### PROBLEM LINK:

**Author:** Gerald Agapov

**Tester:** Tasnim Imran Sunny

**Editorialist:** Jingbo Shang

### DIFFICULTY:

Medium

### PREREQUISITES:

Dynamic Programming, Combinatorics

### PROBLEM:

Given a lot of objects, grouped by the positive *rang*. **F(N)** determines the number of different object with *rang* **N**. Find out the number of different multisets whose sum of *rang*s are **S**.

### EXPLANATION:

First of all, we need to solve this basic problem: there are **n** different types of objects. Each object has infinity copies. How many different multisets which contains exactly **m** objects. (Denote this solution as **G(n, m)**)
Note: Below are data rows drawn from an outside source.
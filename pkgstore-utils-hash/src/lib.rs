// SPDX-FileCopyrightText: 2026 pkgstore contributors
// SPDX-License-Identifier: MIT

//! Digest utilities for pkgstore.
//!
//! Everything the store needs to name and verify content lives here:
//!
//! - [`Algorithm`] and [`Hash`]: a digest value tagged with the algorithm that
//!   produced it.
//! - [`Context`] and [`HashingReader`]: incremental hashing, the latter over
//!   any [`AsyncRead`](tokio::io::AsyncRead).
//! - [`sri`]: the `"<algorithm>-<base64>"` integrity string format and
//!   [`verify_digest`], the pure integrity check used before anything touches
//!   the disk.

use std::fmt as sfmt;

use serde::{Deserialize, Deserializer, Serialize, Serializer};
use sha2::Digest as _;
use thiserror::Error;

mod algo;
mod hashing_reader;
pub mod sri;

pub use algo::{Algorithm, UnknownAlgorithm};
pub use hashing_reader::{DigestState, HashingReader};
pub use sri::{ExpectedDigest, IntegrityError, MalformedReason, verify_digest};

const LARGEST_ALGORITHM: Algorithm = Algorithm::LARGEST;

#[derive(Error, Debug, PartialEq, Eq, Clone, Copy)]
#[error("hash has wrong length {length} != {} for hash type '{algorithm}'", algorithm.size())]
pub struct InvalidHashError {
    algorithm: Algorithm,
    length: usize,
}

/// A digest together with the algorithm that produced it.
#[derive(PartialEq, Eq, PartialOrd, Ord, Clone, Copy, Hash)]
pub struct Hash {
    algorithm: Algorithm,
    data: [u8; LARGEST_ALGORITHM.size()],
}

impl Hash {
    pub const fn new(algorithm: Algorithm, hash: &[u8]) -> Hash {
        let mut data = [0u8; LARGEST_ALGORITHM.size()];
        let (hash_data, _postfix) = data.split_at_mut(algorithm.size());
        hash_data.copy_from_slice(hash);
        Hash { algorithm, data }
    }

    pub fn from_slice(algorithm: Algorithm, hash: &[u8]) -> Result<Hash, InvalidHashError> {
        if hash.len() != algorithm.size() {
            return Err(InvalidHashError {
                algorithm,
                length: hash.len(),
            });
        }
        Ok(Hash::new(algorithm, hash))
    }

    #[inline]
    pub fn algorithm(&self) -> Algorithm {
        self.algorithm
    }

    #[inline]
    pub fn digest_bytes(&self) -> &[u8] {
        &self.data[0..(self.algorithm.size())]
    }

    /// Lowercase hexadecimal rendering of the digest, the form the content
    /// store derives file names from.
    pub fn to_hex(&self) -> String {
        data_encoding::HEXLOWER.encode(self.digest_bytes())
    }

    /// Display adapter rendering this hash as an integrity string.
    pub fn as_sri(&self) -> sri::Sri<'_> {
        sri::Sri(self)
    }
}

impl std::ops::Deref for Hash {
    type Target = [u8];
    fn deref(&self) -> &[u8] {
        self.digest_bytes()
    }
}

impl AsRef<[u8]> for Hash {
    fn as_ref(&self) -> &[u8] {
        self.digest_bytes()
    }
}

impl sfmt::Debug for Hash {
    fn fmt(&self, f: &mut sfmt::Formatter<'_>) -> sfmt::Result {
        write!(f, "Hash({})", self.as_sri())
    }
}

impl sfmt::Display for Hash {
    fn fmt(&self, f: &mut sfmt::Formatter<'_>) -> sfmt::Result {
        sfmt::Display::fmt(&self.as_sri(), f)
    }
}

impl Serialize for Hash {
    fn serialize<S>(&self, serializer: S) -> Result<S::Ok, S::Error>
    where
        S: Serializer,
    {
        serializer.collect_str(&self.as_sri())
    }
}

impl<'de> Deserialize<'de> for Hash {
    fn deserialize<D>(deserializer: D) -> Result<Self, D::Error>
    where
        D: Deserializer<'de>,
    {
        let s = String::deserialize(deserializer)?;
        s.parse::<Hash>().map_err(serde::de::Error::custom)
    }
}

#[derive(Clone)]
enum InnerContext {
    MD5(md5::Context),
    SHA1(sha1::Sha1),
    SHA256(sha2::Sha256),
    SHA512(sha2::Sha512),
}

/// A context for multi-step (Init-Update-Finish) digest calculation.
///
/// # Examples
///
/// ```
/// use pkgstore_utils_hash as hash;
///
/// let one_shot = hash::Algorithm::SHA512.digest("hello, world");
///
/// let mut ctx = hash::Context::new(hash::Algorithm::SHA512);
/// ctx.update("hello");
/// ctx.update(", ");
/// ctx.update("world");
/// let multi_path = ctx.finish();
///
/// assert_eq!(one_shot, multi_path);
/// ```
#[derive(Clone)]
pub struct Context(Algorithm, InnerContext);

impl Context {
    /// Constructs a new context with `algorithm`.
    pub fn new(algorithm: Algorithm) -> Self {
        let inner = match algorithm {
            Algorithm::MD5 => InnerContext::MD5(md5::Context::new()),
            Algorithm::SHA1 => InnerContext::SHA1(sha1::Sha1::new()),
            Algorithm::SHA256 => InnerContext::SHA256(sha2::Sha256::new()),
            Algorithm::SHA512 => InnerContext::SHA512(sha2::Sha512::new()),
        };
        Context(algorithm, inner)
    }

    /// Update the digest with all the data in `data`.
    /// `update` may be called zero or more times before `finish` is called.
    pub fn update<D: AsRef<[u8]>>(&mut self, data: D) {
        let data = data.as_ref();
        match &mut self.1 {
            InnerContext::MD5(ctx) => ctx.consume(data),
            InnerContext::SHA1(ctx) => ctx.update(data),
            InnerContext::SHA256(ctx) => ctx.update(data),
            InnerContext::SHA512(ctx) => ctx.update(data),
        }
    }

    /// Finalizes the digest calculation and returns the [`Hash`] value.
    /// This consumes the context to prevent misuse.
    ///
    /// [`Hash`]: struct@Hash
    pub fn finish(self) -> Hash {
        match self.1 {
            InnerContext::MD5(ctx) => Hash::new(self.0, ctx.finalize().as_ref()),
            InnerContext::SHA1(ctx) => Hash::new(self.0, &ctx.finalize()),
            InnerContext::SHA256(ctx) => Hash::new(self.0, &ctx.finalize()),
            InnerContext::SHA512(ctx) => Hash::new(self.0, &ctx.finalize()),
        }
    }

    /// The algorithm that this context is using.
    pub fn algorithm(&self) -> Algorithm {
        self.0
    }
}

impl sfmt::Debug for Context {
    fn fmt(&self, f: &mut sfmt::Formatter<'_>) -> sfmt::Result {
        f.debug_tuple("Context").field(&self.0).finish()
    }
}

#[cfg(any(test, feature = "test"))]
mod proptests {
    use super::*;
    use ::proptest::prelude::*;

    impl Arbitrary for Algorithm {
        type Parameters = ();
        type Strategy = BoxedStrategy<Algorithm>;
        fn arbitrary_with(_args: Self::Parameters) -> Self::Strategy {
            prop_oneof![
                1 => Just(Algorithm::MD5),
                2 => Just(Algorithm::SHA1),
                2 => Just(Algorithm::SHA256),
                5 => Just(Algorithm::SHA512)
            ]
            .boxed()
        }
    }

    impl Arbitrary for Hash {
        type Parameters = Algorithm;
        type Strategy = BoxedStrategy<Hash>;

        fn arbitrary_with(algorithm: Self::Parameters) -> Self::Strategy {
            any_hash(algorithm).boxed()
        }
    }

    prop_compose! {
        fn any_hash(algorithm: Algorithm)
                   (data in any::<Vec<u8>>()) -> Hash
        {
            algorithm.digest(data)
        }
    }
}

#[cfg(test)]
mod unittests {
    use hex_literal::hex;
    use rstest::rstest;

    use super::*;

    /// value taken from: https://tools.ietf.org/html/rfc1321
    const MD5_ABC: Hash = Hash::new(Algorithm::MD5, &hex!("900150983cd24fb0d6963f7d28e17f72"));

    /// value taken from: https://tools.ietf.org/html/rfc3174
    const SHA1_ABC: Hash = Hash::new(
        Algorithm::SHA1,
        &hex!("a9993e364706816aba3e25717850c26c9cd0d89d"),
    );

    /// value taken from: https://tools.ietf.org/html/rfc4634
    const SHA256_ABC: Hash = Hash::new(
        Algorithm::SHA256,
        &hex!("ba7816bf8f01cfea414140de5dae2223b00361a396177a9cb410ff61f20015ad"),
    );

    /// value taken from: https://tools.ietf.org/html/rfc4634
    const SHA512_ABC: Hash = Hash::new(
        Algorithm::SHA512,
        &hex!(
            "ddaf35a193617abacc417349ae20413112e6fa4e89a97ea20a9eeee64b55d39a2192992a274fc1a836ba3c23a3feebbd454d4423643ce80e2a9ac94fa54ca49f"
        ),
    );

    #[rstest]
    #[case::md5("md5", Algorithm::MD5)]
    #[case::sha1("sha1", Algorithm::SHA1)]
    #[case::sha256("sha256", Algorithm::SHA256)]
    #[case::sha512("sha512", Algorithm::SHA512)]
    #[case::sha512_upper("SHA512", Algorithm::SHA512)]
    #[case::sha256_mixed("ShA256", Algorithm::SHA256)]
    fn algorithm_from_str(#[case] input: &str, #[case] expected: Algorithm) {
        let actual = input.parse().unwrap();
        assert_eq!(expected, actual);
    }

    #[test]
    fn unknown_algorithm() {
        assert_eq!(
            Err(UnknownAlgorithm("sha384".into())),
            "sha384".parse::<Algorithm>()
        );
    }

    #[rstest]
    #[case::md5(&MD5_ABC)]
    #[case::sha1(&SHA1_ABC)]
    #[case::sha256(&SHA256_ABC)]
    #[case::sha512(&SHA512_ABC)]
    fn test_digest(#[case] expected: &Hash) {
        assert_eq!(expected.algorithm().digest("abc"), *expected);
    }

    #[rstest]
    #[case::sha512(Algorithm::SHA512)]
    #[case::sha256(Algorithm::SHA256)]
    #[case::sha1(Algorithm::SHA1)]
    #[case::md5(Algorithm::MD5)]
    fn context_matches_one_shot(#[case] algorithm: Algorithm) {
        let mut ctx = Context::new(algorithm);
        ctx.update("ab");
        ctx.update("c");
        assert_eq!(ctx.finish(), algorithm.digest("abc"));
    }

    #[test]
    fn hex_rendering() {
        assert_eq!(
            SHA256_ABC.to_hex(),
            "ba7816bf8f01cfea414140de5dae2223b00361a396177a9cb410ff61f20015ad"
        );
    }

    #[rstest]
    #[case::sha256(&SHA256_ABC, "sha256-ungWv48Bz+pBQUDeXa4iI7ADYaOWF3qctBD/YfIAFa0=")]
    #[case::sha1(&SHA1_ABC, "sha1-qZk+NkcGgWq6PiVxeFDCbJzQ2J0=")]
    #[case::md5(&MD5_ABC, "md5-kAFQmDzST7DWlj99KOF/cg==")]
    #[case::sha512(&SHA512_ABC, "sha512-3a81oZNherrMQXNJriBBMRLm+k6JqX6iCp7u5ktV05ohkpkqJ0/BqDa6PCOj/uu9RU1EI2Q86A4qmslPpUyknw==")]
    fn test_serde_hash_sri(#[case] hash: &Hash, #[case] sri_str: &str) {
        let serialized = serde_json::to_value(hash).unwrap();
        assert_eq!(serialized.as_str().unwrap(), sri_str);

        let deserialized: Hash = serde_json::from_value(serialized).unwrap();
        assert_eq!(&deserialized, hash);
    }

    #[test]
    fn test_serde_hash_invalid() {
        let json = serde_json::json!("invalid-hash-string");
        let result: Result<Hash, _> = serde_json::from_value(json);
        assert!(result.is_err());
    }
}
This problem is equivalent to the number of integer solutions of the equation x_{1} + x_{2} + … + x_{n} = **m**, where 0 <= x_{i}.

We can plus **n** on both sides of the equation. And then, every solution is equivalent to insert **n - 1** break points into **m + n -1** gaps. Therefore, the answer is **C(m + n - 1, n - 1)**. Here **C** is the Combination function.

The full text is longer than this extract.